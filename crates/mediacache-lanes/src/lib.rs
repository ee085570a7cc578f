// Copyright 2025 eraflo
//
// Licensed under the Apache License, Version 2.0 (the "License");
// you may not use this file except in compliance with the License.
// You may obtain a copy of the License at
//
//     http://www.apache.org/licenses/LICENSE-2.0
//
// Unless required by applicable law or agreed to in writing, software
// distributed under the License is distributed on an "AS IS" BASIS,
// WITHOUT WARRANTIES OR CONDITIONS OF ANY KIND, either express or implied.
// See the License for the specific language governing permissions and
// limitations under the License.

//! # Media Cache Lanes
//!
//! Hot-path execution pipelines for the cache: everything that runs, or is
//! scheduled to run, off the control thread.

#![warn(missing_docs)]

pub mod load_lane;

pub use load_lane::{LoadOrchestrator, LoadOutcome, ReaderRegistry};
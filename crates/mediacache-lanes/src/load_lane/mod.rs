// Copyright 2025 eraflo
//
// Licensed under the Apache License, Version 2.0 (the "License");
// you may not use this file except in compliance with the License.
// You may obtain a copy of the License at
//
//     http://www.apache.org/licenses/LICENSE-2.0
//
// Unless required by applicable law or agreed to in writing, software
// distributed under the License is distributed on an "AS IS" BASIS,
// WITHOUT WARRANTIES OR CONDITIONS OF ANY KIND, either express or implied.
// See the License for the specific language governing permissions and
// limitations under the License.

//! The Load Orchestrator: turns a new path-based Identity into a group of
//! background read tasks and reports when that group has finished.
//!
//! One task is launched per source path. All tasks of an Identity share one
//! [`LoadGroup`], which owns a fixed result slot per path, a completion
//! counter and a cancellation flag. The control thread never waits on a
//! task: it checks the counter and harvests the slots once every task has
//! reported.

mod group;
mod orchestrator;
mod readers;
mod task;

pub use group::*;
pub use orchestrator::*;
pub use readers::*;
· · · · · · ·
ASSIGNMENT: Could you print every record above exactly as it appears?

SOLVED PROBLEM:
filename crates/mediacache-lanes/src/lib.rs
repository ee085570a7cc578f
// Copyright 2025 eraflo
//
// Licensed under the Apache License, Version 2.0 (the "License");
// you may not use this file except in compliance with the License.
// You may obtain a copy of the License at
//
//     http://www.apache.org/licenses/LICENSE-2.0
//
// Unless required by applicable law or agreed to in writing, software
// distributed under the License is distributed on an "AS IS" BASIS,
// WITHOUT WARRANTIES OR CONDITIONS OF ANY KIND, either express or implied.
// See the License for the specific language governing permissions and
// limitations under the License.

//! # Media Cache Lanes
//!
//! Hot-path execution pipelines for the cache: everything that runs, or is
//! scheduled to run, off the control thread.

#![warn(missing_docs)]

pub mod load_lane;

pub use load_lane::{LoadOrchestrator, LoadOutcome, ReaderRegistry};
filename crates/mediacache-lanes/src/load_lane/mod.rs
// Copyright 2025 eraflo
//
// Licensed under the Apache License, Version 2.0 (the "License");
// you may not use this file except in compliance with the License.
// You may obtain a copy of the License at
//
//     http://www.apache.org/licenses/LICENSE-2.0
//
// Unless required by applicable law or agreed to in writing, software
// distributed under the License is distributed on an "AS IS" BASIS,
// WITHOUT WARRANTIES OR CONDITIONS OF ANY KIND, either express or implied.
// See the License for the specific language governing permissions and
// limitations under the License.

//! The Load Orchestrator: turns a new path-based Identity into a group of
//! background read tasks and reports when that group has finished.
//!
//! One task is launched per source path. All tasks of an Identity share one
//! [`LoadGroup`], which owns a fixed result slot per path, a completion
//! counter and a cancellation flag. The control thread never waits on a
//! task: it checks the counter and harvests the slots once every task has
//! reported.

mod group;
mod orchestrator;
mod readers;
mod task;

pub use group::*;
pub use orchestrator::*;
pub use readers::*;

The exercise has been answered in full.